TRY IT>
For each line in the data below that has the word "from", copy that line.

[Collected data]
+++

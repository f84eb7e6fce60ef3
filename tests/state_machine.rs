use ripstation::{
    job::JobState,
    machine::{Effect, Event, transition},
};

const OK: Event = Event::Succeeded;
const FAIL: Event = Event::Failed {
    unrecoverable: false,
};
const HANG: Event = Event::Failed {
    unrecoverable: true,
};

#[test]
fn happy_path_visits_every_state_in_order() {
    let mut state = JobState::Idle;
    let mut effects = Vec::new();
    let mut visited = vec![state];

    let mut step = transition(state, Event::Submitted).unwrap();
    loop {
        state = step.next;
        visited.push(state);
        effects.extend(step.effects.iter().copied());
        if state.is_terminal() {
            break;
        }
        step = transition(state, OK).unwrap();
    }

    assert_eq!(
        visited,
        vec![
            JobState::Idle,
            JobState::Loading,
            JobState::Classifying,
            JobState::Processing,
            JobState::Verifying,
            JobState::Recording,
            JobState::Ejecting,
            JobState::Done,
        ]
    );
    assert_eq!(
        effects,
        vec![
            Effect::Load,
            Effect::Classify,
            Effect::Process,
            Effect::Verify,
            Effect::Record,
            Effect::Eject,
        ]
    );
}

#[test]
fn load_failure_rejects() {
    let step = transition(JobState::Loading, FAIL).unwrap();
    assert_eq!(step.next, JobState::Rejected);
    assert_eq!(step.effects, vec![Effect::Record, Effect::Reject]);
}

#[test]
fn classify_failure_fails_and_still_ejects() {
    let step = transition(JobState::Classifying, FAIL).unwrap();
    assert_eq!(step.next, JobState::Failed);
    assert_eq!(step.effects, vec![Effect::Record, Effect::Eject]);
}

#[test]
fn timeouts_during_classify_or_processing_reject() {
    for state in [JobState::Classifying, JobState::Processing] {
        let step = transition(state, HANG).unwrap();
        assert_eq!(step.next, JobState::Rejected, "from {state:?}");
        assert_eq!(step.effects, vec![Effect::Record, Effect::Reject]);
    }
}

#[test]
fn processing_and_verification_failures_fail() {
    for state in [JobState::Processing, JobState::Verifying] {
        let step = transition(state, FAIL).unwrap();
        assert_eq!(step.next, JobState::Failed, "from {state:?}");
    }
}

#[test]
fn eject_failure_still_reaches_done() {
    let step = transition(JobState::Ejecting, FAIL).unwrap();
    assert_eq!(step.next, JobState::Done);
    assert!(step.effects.is_empty());
}

#[test]
fn quit_before_start_rejects_without_hardware() {
    let step = transition(JobState::Idle, Event::QuitRequested).unwrap();
    assert_eq!(step.next, JobState::Rejected);
    assert_eq!(step.effects, vec![Effect::Record]);
}

#[test]
fn terminal_states_accept_no_events() {
    for state in [JobState::Done, JobState::Failed, JobState::Rejected] {
        for event in [OK, FAIL, Event::Submitted, Event::QuitRequested] {
            assert!(transition(state, event).is_err());
        }
    }
}

#[test]
fn every_non_terminal_outcome_terminates() {
    // Whatever the outcomes, a job can never loop or stall in a non-terminal state.
    let outcomes = [OK, FAIL, HANG];
    for a in outcomes {
        for b in outcomes {
            for c in outcomes {
                let mut state = transition(JobState::Idle, Event::Submitted).unwrap().next;
                let mut seq = [a, b, c, OK, OK, OK, OK].into_iter();
                let mut steps = 0;
                while !state.is_terminal() {
                    let ev = seq.next().unwrap_or(OK);
                    state = transition(state, ev).unwrap().next;
                    steps += 1;
                    assert!(steps <= 8);
                }
            }
        }
    }
}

+++

SOLUTION FOR THIS PROBLEM>
        assert_eq!(step.next, JobState::Rejected, "from {state:?}");
        assert_eq!(step.next, JobState::Failed, "from {state:?}");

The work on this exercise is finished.